■ What you are asked to do: Report back each line of the records that contains the string "bound".

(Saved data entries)

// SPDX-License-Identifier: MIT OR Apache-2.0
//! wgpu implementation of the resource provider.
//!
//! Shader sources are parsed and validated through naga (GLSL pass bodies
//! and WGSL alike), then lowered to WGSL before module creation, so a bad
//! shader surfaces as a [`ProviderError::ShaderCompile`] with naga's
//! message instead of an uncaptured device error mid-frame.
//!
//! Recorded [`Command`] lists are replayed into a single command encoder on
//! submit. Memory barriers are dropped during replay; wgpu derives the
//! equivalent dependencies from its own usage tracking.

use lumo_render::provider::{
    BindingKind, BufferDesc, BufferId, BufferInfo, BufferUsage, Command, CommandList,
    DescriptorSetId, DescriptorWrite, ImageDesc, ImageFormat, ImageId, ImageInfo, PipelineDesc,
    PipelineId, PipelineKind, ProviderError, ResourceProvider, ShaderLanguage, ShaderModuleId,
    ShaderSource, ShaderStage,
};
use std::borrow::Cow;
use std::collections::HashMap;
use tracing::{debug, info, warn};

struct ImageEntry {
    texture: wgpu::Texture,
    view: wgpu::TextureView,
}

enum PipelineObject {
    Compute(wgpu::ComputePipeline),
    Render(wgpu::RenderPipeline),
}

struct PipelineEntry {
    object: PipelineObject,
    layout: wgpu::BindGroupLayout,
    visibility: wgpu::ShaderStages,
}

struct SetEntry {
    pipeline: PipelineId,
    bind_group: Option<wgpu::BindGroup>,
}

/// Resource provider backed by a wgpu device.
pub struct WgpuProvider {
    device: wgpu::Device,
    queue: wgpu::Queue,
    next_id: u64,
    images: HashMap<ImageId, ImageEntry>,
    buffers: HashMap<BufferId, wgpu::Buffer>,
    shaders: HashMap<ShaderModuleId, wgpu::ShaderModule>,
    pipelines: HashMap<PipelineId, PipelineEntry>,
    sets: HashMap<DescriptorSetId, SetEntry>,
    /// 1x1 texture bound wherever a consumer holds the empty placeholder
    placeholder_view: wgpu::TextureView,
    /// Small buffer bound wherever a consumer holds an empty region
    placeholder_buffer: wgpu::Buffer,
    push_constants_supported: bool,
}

■ Answer box:
    /// 1x1 texture bound wherever a consumer holds the empty placeholder
    /// Small buffer bound wherever a consumer holds an empty region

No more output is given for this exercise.